### Source material
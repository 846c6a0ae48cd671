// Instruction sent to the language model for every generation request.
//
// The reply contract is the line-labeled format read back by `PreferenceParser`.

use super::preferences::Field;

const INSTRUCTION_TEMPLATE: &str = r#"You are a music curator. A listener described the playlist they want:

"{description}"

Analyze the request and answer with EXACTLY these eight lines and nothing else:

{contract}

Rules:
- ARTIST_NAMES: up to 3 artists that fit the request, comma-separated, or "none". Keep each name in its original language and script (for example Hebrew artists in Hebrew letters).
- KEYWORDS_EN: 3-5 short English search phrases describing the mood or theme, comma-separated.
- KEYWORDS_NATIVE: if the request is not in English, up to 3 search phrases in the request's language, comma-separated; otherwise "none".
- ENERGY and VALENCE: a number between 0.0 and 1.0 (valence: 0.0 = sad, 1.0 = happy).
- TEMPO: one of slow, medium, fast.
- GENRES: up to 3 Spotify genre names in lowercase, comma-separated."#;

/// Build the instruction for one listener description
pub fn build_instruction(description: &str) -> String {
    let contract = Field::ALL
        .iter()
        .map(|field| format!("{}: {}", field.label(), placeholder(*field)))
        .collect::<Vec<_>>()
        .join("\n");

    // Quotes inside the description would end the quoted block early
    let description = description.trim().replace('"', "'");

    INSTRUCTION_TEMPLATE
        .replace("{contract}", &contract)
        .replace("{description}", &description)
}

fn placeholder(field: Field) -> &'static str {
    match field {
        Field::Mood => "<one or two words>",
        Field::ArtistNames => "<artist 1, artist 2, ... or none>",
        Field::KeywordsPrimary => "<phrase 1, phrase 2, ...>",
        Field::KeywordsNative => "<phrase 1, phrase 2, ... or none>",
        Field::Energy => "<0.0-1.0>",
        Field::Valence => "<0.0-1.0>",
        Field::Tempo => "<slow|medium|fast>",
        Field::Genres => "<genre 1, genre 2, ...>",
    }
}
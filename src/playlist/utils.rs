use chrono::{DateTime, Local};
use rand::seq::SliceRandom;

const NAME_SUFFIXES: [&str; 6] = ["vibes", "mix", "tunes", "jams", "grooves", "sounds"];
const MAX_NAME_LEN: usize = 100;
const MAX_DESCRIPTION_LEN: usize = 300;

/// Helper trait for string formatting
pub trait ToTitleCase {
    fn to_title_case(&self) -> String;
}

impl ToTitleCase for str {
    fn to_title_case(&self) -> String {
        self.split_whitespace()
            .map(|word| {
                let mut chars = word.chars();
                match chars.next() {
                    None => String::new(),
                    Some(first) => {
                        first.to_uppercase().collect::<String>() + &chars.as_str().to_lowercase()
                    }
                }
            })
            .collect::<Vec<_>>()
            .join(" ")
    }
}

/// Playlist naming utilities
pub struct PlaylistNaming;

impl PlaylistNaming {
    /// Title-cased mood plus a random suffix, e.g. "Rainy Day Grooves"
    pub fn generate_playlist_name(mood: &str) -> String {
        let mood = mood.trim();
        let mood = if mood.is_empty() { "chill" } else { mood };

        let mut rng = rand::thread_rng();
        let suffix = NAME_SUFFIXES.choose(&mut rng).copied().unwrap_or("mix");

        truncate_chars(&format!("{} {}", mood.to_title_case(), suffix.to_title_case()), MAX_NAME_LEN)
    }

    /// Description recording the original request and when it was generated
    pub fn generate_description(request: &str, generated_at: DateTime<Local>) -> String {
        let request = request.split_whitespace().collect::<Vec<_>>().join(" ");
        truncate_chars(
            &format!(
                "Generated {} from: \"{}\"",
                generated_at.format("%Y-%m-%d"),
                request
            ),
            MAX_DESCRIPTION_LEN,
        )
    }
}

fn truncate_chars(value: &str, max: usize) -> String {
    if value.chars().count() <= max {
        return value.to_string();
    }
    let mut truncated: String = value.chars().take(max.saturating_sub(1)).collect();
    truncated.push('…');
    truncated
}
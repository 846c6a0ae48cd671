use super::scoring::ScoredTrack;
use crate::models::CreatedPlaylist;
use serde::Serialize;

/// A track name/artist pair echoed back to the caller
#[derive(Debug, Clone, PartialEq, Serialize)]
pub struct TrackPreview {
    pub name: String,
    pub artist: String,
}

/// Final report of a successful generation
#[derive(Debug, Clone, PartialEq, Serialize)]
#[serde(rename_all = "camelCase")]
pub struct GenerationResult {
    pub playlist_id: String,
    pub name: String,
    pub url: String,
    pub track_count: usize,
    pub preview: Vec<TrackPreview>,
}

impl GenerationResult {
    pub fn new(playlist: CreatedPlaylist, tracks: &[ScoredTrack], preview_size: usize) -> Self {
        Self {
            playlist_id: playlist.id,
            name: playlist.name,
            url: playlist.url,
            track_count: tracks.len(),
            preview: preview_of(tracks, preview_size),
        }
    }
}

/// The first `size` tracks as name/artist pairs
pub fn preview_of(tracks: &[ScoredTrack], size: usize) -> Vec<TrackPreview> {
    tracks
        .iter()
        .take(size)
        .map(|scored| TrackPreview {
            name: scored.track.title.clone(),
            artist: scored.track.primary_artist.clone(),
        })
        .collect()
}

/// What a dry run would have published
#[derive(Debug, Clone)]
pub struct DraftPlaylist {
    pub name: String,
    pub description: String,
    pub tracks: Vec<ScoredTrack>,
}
######
◆ **Aim of the exercise**
In the listing, find all lines with the string "super" and copy them.

◆ **The completed task**
use super::preferences::Field;
use super::scoring::ScoredTrack;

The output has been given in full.